__EXERCISE__:
Across the entries below, tally every line that holds the string "tracing" and reply with the number only.

(Collected data)
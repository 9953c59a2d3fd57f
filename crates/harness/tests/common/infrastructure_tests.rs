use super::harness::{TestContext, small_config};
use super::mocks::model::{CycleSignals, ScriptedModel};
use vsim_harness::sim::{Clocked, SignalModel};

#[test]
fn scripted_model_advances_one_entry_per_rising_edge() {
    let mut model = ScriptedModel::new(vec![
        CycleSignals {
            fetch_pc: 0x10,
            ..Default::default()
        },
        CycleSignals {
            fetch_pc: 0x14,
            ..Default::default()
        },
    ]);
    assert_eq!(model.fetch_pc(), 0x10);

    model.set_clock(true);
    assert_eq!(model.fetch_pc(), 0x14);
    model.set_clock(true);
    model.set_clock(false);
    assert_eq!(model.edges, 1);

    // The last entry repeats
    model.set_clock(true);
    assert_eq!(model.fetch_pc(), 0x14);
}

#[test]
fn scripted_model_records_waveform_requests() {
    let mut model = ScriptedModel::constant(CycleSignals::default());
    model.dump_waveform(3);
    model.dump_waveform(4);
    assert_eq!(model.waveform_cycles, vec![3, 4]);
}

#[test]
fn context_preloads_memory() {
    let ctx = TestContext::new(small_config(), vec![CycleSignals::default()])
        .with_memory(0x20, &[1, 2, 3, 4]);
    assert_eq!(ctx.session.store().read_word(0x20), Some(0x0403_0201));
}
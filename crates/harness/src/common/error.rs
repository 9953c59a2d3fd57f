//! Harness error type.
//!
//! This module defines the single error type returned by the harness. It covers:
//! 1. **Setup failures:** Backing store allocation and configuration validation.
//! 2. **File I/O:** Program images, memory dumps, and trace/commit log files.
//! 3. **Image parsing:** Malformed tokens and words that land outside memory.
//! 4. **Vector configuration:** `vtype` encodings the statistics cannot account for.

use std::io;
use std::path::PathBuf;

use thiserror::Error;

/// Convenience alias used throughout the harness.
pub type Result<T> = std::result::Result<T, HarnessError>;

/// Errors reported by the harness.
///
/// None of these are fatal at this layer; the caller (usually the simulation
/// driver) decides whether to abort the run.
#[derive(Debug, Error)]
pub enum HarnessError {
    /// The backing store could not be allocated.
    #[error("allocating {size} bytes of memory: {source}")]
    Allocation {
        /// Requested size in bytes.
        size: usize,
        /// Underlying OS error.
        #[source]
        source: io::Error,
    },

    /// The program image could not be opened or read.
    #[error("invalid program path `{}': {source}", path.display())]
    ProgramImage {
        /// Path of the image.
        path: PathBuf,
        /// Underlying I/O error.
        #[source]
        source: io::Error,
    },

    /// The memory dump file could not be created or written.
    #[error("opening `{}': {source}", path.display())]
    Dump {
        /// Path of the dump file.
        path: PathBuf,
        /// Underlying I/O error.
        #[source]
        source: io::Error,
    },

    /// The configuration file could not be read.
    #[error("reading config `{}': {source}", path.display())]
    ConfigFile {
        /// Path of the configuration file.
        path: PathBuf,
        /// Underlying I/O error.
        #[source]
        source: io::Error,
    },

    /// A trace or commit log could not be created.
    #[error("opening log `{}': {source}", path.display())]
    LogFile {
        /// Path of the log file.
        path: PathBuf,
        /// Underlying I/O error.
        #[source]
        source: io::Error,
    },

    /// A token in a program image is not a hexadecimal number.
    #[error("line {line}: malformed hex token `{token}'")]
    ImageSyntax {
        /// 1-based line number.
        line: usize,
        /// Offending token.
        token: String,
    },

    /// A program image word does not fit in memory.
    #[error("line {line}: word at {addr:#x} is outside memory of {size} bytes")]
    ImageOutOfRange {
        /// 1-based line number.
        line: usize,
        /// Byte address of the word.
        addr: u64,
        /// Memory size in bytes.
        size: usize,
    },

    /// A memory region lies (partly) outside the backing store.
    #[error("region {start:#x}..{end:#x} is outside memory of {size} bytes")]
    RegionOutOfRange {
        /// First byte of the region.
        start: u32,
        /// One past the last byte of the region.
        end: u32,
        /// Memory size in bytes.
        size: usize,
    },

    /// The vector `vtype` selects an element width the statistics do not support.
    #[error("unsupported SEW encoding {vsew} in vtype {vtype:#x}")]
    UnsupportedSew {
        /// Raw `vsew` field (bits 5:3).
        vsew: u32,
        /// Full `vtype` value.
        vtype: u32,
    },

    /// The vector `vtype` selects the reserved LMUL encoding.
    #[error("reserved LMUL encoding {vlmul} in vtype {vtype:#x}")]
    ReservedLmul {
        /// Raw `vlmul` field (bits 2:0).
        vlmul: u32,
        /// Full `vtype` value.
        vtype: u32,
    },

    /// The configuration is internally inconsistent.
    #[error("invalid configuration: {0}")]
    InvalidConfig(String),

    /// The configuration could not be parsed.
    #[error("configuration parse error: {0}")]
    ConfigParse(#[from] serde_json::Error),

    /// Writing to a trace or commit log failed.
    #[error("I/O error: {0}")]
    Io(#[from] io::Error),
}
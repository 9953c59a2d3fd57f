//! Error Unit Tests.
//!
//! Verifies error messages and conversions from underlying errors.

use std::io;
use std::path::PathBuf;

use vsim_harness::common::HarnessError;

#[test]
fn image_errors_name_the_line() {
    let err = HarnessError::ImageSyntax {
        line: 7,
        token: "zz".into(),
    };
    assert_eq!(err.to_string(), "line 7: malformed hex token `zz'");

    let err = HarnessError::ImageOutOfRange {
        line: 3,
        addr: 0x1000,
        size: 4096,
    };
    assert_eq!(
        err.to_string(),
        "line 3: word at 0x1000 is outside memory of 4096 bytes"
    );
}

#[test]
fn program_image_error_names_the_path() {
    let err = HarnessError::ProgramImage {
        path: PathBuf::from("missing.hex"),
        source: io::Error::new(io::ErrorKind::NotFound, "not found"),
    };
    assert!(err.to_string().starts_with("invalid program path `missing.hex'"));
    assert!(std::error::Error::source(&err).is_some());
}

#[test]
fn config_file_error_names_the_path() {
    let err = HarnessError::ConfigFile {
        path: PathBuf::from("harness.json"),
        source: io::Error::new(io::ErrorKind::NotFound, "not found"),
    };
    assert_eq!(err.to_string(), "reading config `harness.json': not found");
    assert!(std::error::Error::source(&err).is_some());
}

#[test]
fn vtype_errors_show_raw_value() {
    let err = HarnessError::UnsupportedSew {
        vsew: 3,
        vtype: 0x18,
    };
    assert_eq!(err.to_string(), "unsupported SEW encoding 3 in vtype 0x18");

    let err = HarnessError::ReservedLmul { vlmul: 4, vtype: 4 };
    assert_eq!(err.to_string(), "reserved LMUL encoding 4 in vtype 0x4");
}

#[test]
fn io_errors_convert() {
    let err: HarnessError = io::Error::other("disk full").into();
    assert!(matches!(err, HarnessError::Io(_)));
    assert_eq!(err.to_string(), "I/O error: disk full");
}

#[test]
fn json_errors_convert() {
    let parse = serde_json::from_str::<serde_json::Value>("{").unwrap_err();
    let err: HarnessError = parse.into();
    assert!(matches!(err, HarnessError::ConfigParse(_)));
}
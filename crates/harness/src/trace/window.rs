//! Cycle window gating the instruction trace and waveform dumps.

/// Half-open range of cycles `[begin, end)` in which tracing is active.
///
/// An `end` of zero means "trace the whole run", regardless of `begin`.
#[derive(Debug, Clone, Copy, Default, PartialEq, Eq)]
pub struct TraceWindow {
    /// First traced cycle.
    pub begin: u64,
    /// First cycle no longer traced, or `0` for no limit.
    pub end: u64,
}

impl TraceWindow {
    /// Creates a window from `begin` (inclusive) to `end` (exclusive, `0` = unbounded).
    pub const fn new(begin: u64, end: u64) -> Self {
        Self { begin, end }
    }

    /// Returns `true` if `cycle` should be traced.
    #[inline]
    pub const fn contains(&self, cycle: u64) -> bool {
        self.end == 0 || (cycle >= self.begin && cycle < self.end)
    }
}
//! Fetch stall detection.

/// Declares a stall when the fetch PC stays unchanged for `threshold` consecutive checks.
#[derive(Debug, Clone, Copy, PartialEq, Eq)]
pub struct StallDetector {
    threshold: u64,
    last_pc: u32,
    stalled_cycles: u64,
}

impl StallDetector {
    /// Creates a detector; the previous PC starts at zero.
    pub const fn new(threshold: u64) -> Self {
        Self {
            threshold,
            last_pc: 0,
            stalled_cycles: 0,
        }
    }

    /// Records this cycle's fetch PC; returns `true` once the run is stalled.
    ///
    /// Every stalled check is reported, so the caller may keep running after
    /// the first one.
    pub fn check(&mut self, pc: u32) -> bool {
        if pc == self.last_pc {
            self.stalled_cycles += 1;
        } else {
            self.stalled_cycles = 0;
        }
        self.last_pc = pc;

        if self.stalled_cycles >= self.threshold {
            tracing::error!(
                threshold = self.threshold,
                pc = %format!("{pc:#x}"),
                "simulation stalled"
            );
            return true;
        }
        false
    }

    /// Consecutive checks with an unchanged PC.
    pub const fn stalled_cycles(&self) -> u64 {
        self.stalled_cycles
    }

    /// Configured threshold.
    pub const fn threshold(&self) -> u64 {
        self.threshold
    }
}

__TASK SOLUTION__:
2